1491. in Arnolde, Chron. (1811), 112. For all maner other dutees, botelarage, costis and chargis concernyng the said wynes.
1509. Act 1 Hen. VII., v. § 6. Any other being free of Prisage or Butlarage of Wines.
1654. in Sir J. Picton, Lpool Munic. Rec. (1883), I. 180. 22 tunnes of Wyne to pay for ye butlerage the somme of tenn pounds.
1768. Blackstone, Comm., I. 315. Prisage was a right of taking two tons of wine from every ship importing into England twenty tons or more; which by Edward I was exchanged into a duty of 2s. for every ton imported by merchant-strangers, and called butlerage, because paid to the kings butler.

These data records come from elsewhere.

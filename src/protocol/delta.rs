use super::{DELTA_LEN, be_u16, be_u32};

#[repr(u8)]
#[derive(Debug, Clone, Copy, PartialEq, Eq, Hash)]
pub enum Side {
    Bid = 0,
    Ask = 1,
}

impl Side {
    /// Only the low bit is significant on the wire.
    #[inline(always)]
    pub fn from_wire(raw: u8) -> Side {
        if raw & 1 == 0 { Side::Bid } else { Side::Ask }
    }
}

#[repr(u8)]
#[derive(Debug, Clone, Copy, PartialEq, Eq, Hash)]
pub enum Action {
    Set = 0,
    Add = 1,
    Update = 2,
    Remove = 3,
}

impl Action {
    /// Only the low two bits are significant on the wire.
    #[inline(always)]
    pub fn from_wire(raw: u8) -> Action {
        match raw & 0b11 {
            0 => Action::Set,
            1 => Action::Add,
            2 => Action::Update,
            _ => Action::Remove,
        }
    }

    /// ADD and UPDATE both add a signed quantity; nothing else distinguishes them.
    #[inline(always)]
    pub fn is_additive(self) -> bool {
        matches!(self, Action::Add | Action::Update)
    }
}

/// One incremental order-book mutation (16 bytes on the wire).
#[derive(Debug, Clone, Copy, PartialEq, Eq)]
pub struct DeltaRecord {
    pub price_ticks: i32,
    pub qty: i32,
    pub level: u16,
    pub side: Side,
    pub action: Action,
    pub reserved: u32,
}

impl DeltaRecord {
    pub fn new(side: Side, action: Action, level: u16, price_ticks: i32, qty: i32) -> Self {
        Self {
            price_ticks,
            qty,
            level,
            side,
            action,
            reserved: 0,
        }
    }

    #[inline(always)]
    pub fn decode(b: &[u8]) -> DeltaRecord {
        DeltaRecord {
            price_ticks: be_u32(b, 0) as i32,
            qty: be_u32(b, 4) as i32,
            level: be_u16(b, 8),
            side: Side::from_wire(b[10]),
            action: Action::from_wire(b[11]),
            reserved: be_u32(b, 12),
        }
    }

    pub fn encode(&self) -> [u8; DELTA_LEN] {
        let mut out = [0u8; DELTA_LEN];
        out[0..4].copy_from_slice(&self.price_ticks.to_be_bytes());
        out[4..8].copy_from_slice(&self.qty.to_be_bytes());
        out[8..10].copy_from_slice(&self.level.to_be_bytes());
        out[10] = self.side as u8;
        out[11] = self.action as u8;
        out[12..16].copy_from_slice(&self.reserved.to_be_bytes());
        out
    }
}

/// Lazily decodes up to `count` deltas. Stops early, without error, at a truncated tail.
pub struct DeltaIter<'a> {
    buf: &'a [u8],
    remaining: usize,
}

/// `bytes` is the delta region that follows the header.
pub fn decode_deltas(bytes: &[u8], count: usize) -> DeltaIter<'_> {
    DeltaIter {
        buf: bytes,
        remaining: count,
    }
}

impl Iterator for DeltaIter<'_> {
    type Item = DeltaRecord;

    #[inline(always)]
    fn next(&mut self) -> Option<DeltaRecord> {
        if self.remaining == 0 || self.buf.len() < DELTA_LEN {
            return None;
        }
        let (record, rest) = self.buf.split_at(DELTA_LEN);
        self.buf = rest;
        self.remaining -= 1;
        Some(DeltaRecord::decode(record))
    }

    fn size_hint(&self) -> (usize, Option<usize>) {
        let n = self.remaining.min(self.buf.len() / DELTA_LEN);
        (n, Some(n))
    }
}

#[cfg(test)]
mod tests {
    use super::*;

    #[test]
    fn test_decode_negative_qty() {
        let delta = DeltaRecord::new(Side::Bid, Action::Update, 2, -7, -25);
        let decoded = DeltaRecord::decode(&delta.encode());
        assert_eq!(decoded, delta);
    }

    #[test]
    fn test_wire_masking() {
        let mut raw = DeltaRecord::new(Side::Bid, Action::Set, 0, 1, 1).encode();
        raw[10] = 0xFF;
        raw[11] = 0x06;
        let decoded = DeltaRecord::decode(&raw);
        assert_eq!(decoded.side, Side::Ask);
        assert_eq!(decoded.action, Action::Update);
    }

    #[test]
    fn test_iter_stops_at_truncated_tail() {
        let a = DeltaRecord::new(Side::Bid, Action::Add, 0, 100, 1);
        let b = DeltaRecord::new(Side::Ask, Action::Add, 0, 101, 2);
        let mut bytes = Vec::new();
        bytes.extend_from_slice(&a.encode());
        bytes.extend_from_slice(&b.encode());
        bytes.truncate(DELTA_LEN + 9);

        let decoded: Vec<_> = decode_deltas(&bytes, 5).collect();
        assert_eq!(decoded, vec![a]);
    }

    #[test]
    fn test_iter_respects_declared_count() {
        let a = DeltaRecord::new(Side::Bid, Action::Add, 0, 100, 1);
        let bytes: Vec<u8> = (0..4).flat_map(|_| a.encode()).collect();

        let iter = decode_deltas(&bytes, 2);
        assert_eq!(iter.size_hint(), (2, Some(2)));
        assert_eq!(iter.count(), 2);
        assert_eq!(decode_deltas(&bytes, 0).count(), 0);
    }
}
use super::{OrderBookEngine, Quote, TopOfBook};
use crate::protocol::{Action, DeltaRecord, Side};
use bytemuck::{Pod, Zeroable};

/// Levels kept per side. Deltas addressing a deeper level are ignored.
pub const BOOK_DEPTH: usize = 16;

#[repr(C)]
#[derive(Debug, Clone, Copy, Default, PartialEq, Eq, Pod, Zeroable)]
pub struct Level {
    pub price: i32,
    pub qty: i32,
}

/// Level-indexed book. Slot 0 is the best level on each side, so BBO reads are O(1).
///
/// This is the representation the accelerator mirrors, so top-of-book inputs are taken
/// straight from slot 0 (including a stale price on an emptied slot).
#[repr(C, align(64))]
#[derive(Debug, Clone, Copy, Default, Pod, Zeroable)]
pub struct LevelBook {
    bids: [Level; BOOK_DEPTH],
    asks: [Level; BOOK_DEPTH],
}

impl LevelBook {
    pub fn new() -> Self {
        Self::default()
    }

    pub fn bids(&self) -> &[Level; BOOK_DEPTH] {
        &self.bids
    }

    pub fn asks(&self) -> &[Level; BOOK_DEPTH] {
        &self.asks
    }

    pub fn level(&self, side: Side, index: usize) -> Option<Level> {
        match side {
            Side::Bid => self.bids.get(index).copied(),
            Side::Ask => self.asks.get(index).copied(),
        }
    }

    #[inline(always)]
    fn quote(level: &Level) -> Option<Quote> {
        if level.qty > 0 {
            Some(Quote {
                price: level.price,
                qty: level.qty,
            })
        } else {
            None
        }
    }
}

impl OrderBookEngine for LevelBook {
    #[inline(always)]
    fn apply(&mut self, delta: &DeltaRecord) {
        let levels = match delta.side {
            Side::Bid => &mut self.bids,
            Side::Ask => &mut self.asks,
        };
        let Some(slot) = levels.get_mut(delta.level as usize) else {
            return;
        };

        match delta.action {
            Action::Set => {
                slot.price = delta.price_ticks;
                slot.qty = delta.qty;
            }
            Action::Add | Action::Update => {
                // An empty slot takes the price of the order that opens it.
                if slot.qty == 0 && delta.qty > 0 {
                    slot.price = delta.price_ticks;
                }
                slot.qty = slot.qty.saturating_add(delta.qty);
            }
            Action::Remove => slot.qty = 0,
        }

        if slot.qty < 0 {
            slot.qty = 0;
        }
    }

    fn reset(&mut self) {
        self.bids = [Level::default(); BOOK_DEPTH];
        self.asks = [Level::default(); BOOK_DEPTH];
    }

    #[inline(always)]
    fn best_bid(&self) -> Option<Quote> {
        Self::quote(&self.bids[0])
    }

    #[inline(always)]
    fn best_ask(&self) -> Option<Quote> {
        Self::quote(&self.asks[0])
    }

    #[inline(always)]
    fn top_of_book(&self) -> TopOfBook {
        TopOfBook {
            bid_price: self.bids[0].price,
            bid_qty: self.bids[0].qty,
            ask_price: self.asks[0].price,
            ask_qty: self.asks[0].qty,
        }
    }
}

#[cfg(test)]
mod tests {
    use super::*;

    fn delta(side: Side, action: Action, level: u16, price: i32, qty: i32) -> DeltaRecord {
        DeltaRecord::new(side, action, level, price, qty)
    }

    #[test]
    fn test_set_replaces_unconditionally() {
        let mut book = LevelBook::new();
        book.apply(&delta(Side::Bid, Action::Set, 0, 100, 10));
        book.apply(&delta(Side::Bid, Action::Set, 0, 99, 3));
        assert_eq!(book.best_bid(), Some(Quote { price: 99, qty: 3 }));
    }

    #[test]
    fn test_add_and_update_are_identical() {
        let mut a = LevelBook::new();
        let mut b = LevelBook::new();
        a.apply(&delta(Side::Ask, Action::Add, 1, 105, 10));
        a.apply(&delta(Side::Ask, Action::Add, 1, 105, -4));
        b.apply(&delta(Side::Ask, Action::Update, 1, 105, 10));
        b.apply(&delta(Side::Ask, Action::Update, 1, 105, -4));
        assert_eq!(a.level(Side::Ask, 1), b.level(Side::Ask, 1));
        assert_eq!(a.level(Side::Ask, 1), Some(Level { price: 105, qty: 6 }));
    }

    #[test]
    fn test_add_on_empty_slot_takes_price() {
        let mut book = LevelBook::new();
        book.apply(&delta(Side::Bid, Action::Add, 0, 100_000, 100));
        assert_eq!(
            book.best_bid(),
            Some(Quote {
                price: 100_000,
                qty: 100
            })
        );
        // Adding to a live slot keeps its price.
        book.apply(&delta(Side::Bid, Action::Add, 0, 99_000, 5));
        assert_eq!(book.best_bid().map(|q| q.price), Some(100_000));
    }

    #[test]
    fn test_remove_and_clamp() {
        let mut book = LevelBook::new();
        book.apply(&delta(Side::Bid, Action::Set, 0, 100, 10));
        book.apply(&delta(Side::Bid, Action::Update, 0, 100, -50));
        assert_eq!(book.level(Side::Bid, 0).map(|l| l.qty), Some(0));
        assert_eq!(book.best_bid(), None);

        book.apply(&delta(Side::Bid, Action::Set, 0, 100, -3));
        assert_eq!(book.level(Side::Bid, 0).map(|l| l.qty), Some(0));

        book.apply(&delta(Side::Ask, Action::Set, 2, 110, 7));
        book.apply(&delta(Side::Ask, Action::Remove, 2, 0, 0));
        assert_eq!(book.level(Side::Ask, 2), Some(Level { price: 110, qty: 0 }));
    }

    #[test]
    fn test_out_of_range_level_ignored() {
        let mut book = LevelBook::new();
        book.apply(&delta(Side::Bid, Action::Set, BOOK_DEPTH as u16, 100, 10));
        assert!(book.bids().iter().all(|l| *l == Level::default()));
    }

    #[test]
    fn test_reset_clears_everything() {
        let mut book = LevelBook::new();
        book.apply(&delta(Side::Bid, Action::Set, 0, 100, 10));
        book.apply(&delta(Side::Ask, Action::Set, 3, 101, 10));
        book.reset();
        assert_eq!(book.best_bid(), None);
        assert_eq!(book.best_ask(), None);
        assert_eq!(book.top_of_book(), TopOfBook::default());
    }
}
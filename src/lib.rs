pub mod accel;
pub mod arbiter;
pub mod book;
pub mod clock;
pub mod config;
mod engine;
pub mod error;
pub mod features;
mod macros;
pub mod measure;
mod op_counter;
mod pipe;
pub mod pipeline;
pub mod processor;
pub mod protocol;
pub mod record;
pub mod reflex;
pub mod ring;
pub mod session;
pub mod stage;
pub mod stats;
mod storage;

pub use crate::accel::{Accelerator, EmulatedAccelerator, SharedAccelerator};
pub use crate::arbiter::{Arbiter, Decision, TakeLiquidityPolicy};
pub use crate::book::{LevelBook, OrderBookEngine, PriceMapBook};
pub use crate::config::EngineConfig;
pub use crate::engine::WorkerEngine;
pub use crate::error::{AccelError, ConfigError, PipelineError, ProtocolError};
pub use crate::features::FeatureExtractor;
pub use crate::op_counter::OpCounter;
pub use crate::pipe::*;
pub use crate::pipeline::Pipeline;
pub use crate::processor::Processor;
pub use crate::reflex::{InventoryHandle, ReflexAction, ReflexEngine};
pub use crate::session::Session;
pub use crate::stage::{OutputCollector, Stage, StageExt};
pub use crate::stats::{PipelineStats, StatsSnapshot};
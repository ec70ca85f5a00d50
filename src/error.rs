use std::time::Duration;
use thiserror::Error;

/// Reasons a datagram is rejected by the codec. Every variant is a silent drop for the pipeline.
#[derive(Error, Debug, Clone, PartialEq, Eq)]
pub enum ProtocolError {
    #[error("truncated packet: need {needed} bytes, got {actual}")]
    Truncated { needed: usize, actual: usize },

    #[error("bad magic: {0:02x?}")]
    BadMagic([u8; 4]),

    #[error("unknown message type: {0}")]
    UnknownMessageType(u8),
}

/// Failures of the offload lane. All of them are recoverable per packet.
#[derive(Error, Debug, Clone, PartialEq, Eq)]
pub enum AccelError {
    #[error("accelerator did not complete within {0:?}")]
    Timeout(Duration),

    #[error("accelerator device error: {0}")]
    Device(String),

    #[error("accelerator unavailable")]
    Unavailable,

    #[error("accelerator stalled: score buffer full")]
    Busy,
}

#[derive(Error, Debug, Clone, PartialEq, Eq)]
pub enum ConfigError {
    #[error("{name} must be greater than zero")]
    Zero { name: &'static str },

    #[error("invalid value for {name}: {value}")]
    Invalid { name: &'static str, value: String },
}

#[derive(Error, Debug)]
pub enum PipelineError {
    #[error("socket error: {0}")]
    Io(#[from] std::io::Error),

    #[error("configuration error: {0}")]
    Config(#[from] ConfigError),

    #[error("ring storage error: {0}")]
    Storage(std::io::Error),
}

† 2. The office or dignity of kings butler; the department over which he had charge. Obs.
1615. MS. of Dk. Northumbld., in 3rd Rep. Commiss. Hist. MSS. (1872), 62/1. Officers of the mint, of the works, of the great wardrobe, of the butlaridge.
1736. Carte, Ormonde, II. 219. A perquisite or appendage of the butlerage of Ireland.
3. That part of the household management and expenses that pertains to the butler or the butlery.
1815. Misc., in Ann. Reg., 554/1. For providing things in the Butlerage department.
1853. Frasers Mag., XLVII. 414. An exact account of the cost of washing, lighting, firing, of kitchen, of butlerage, of cellarage.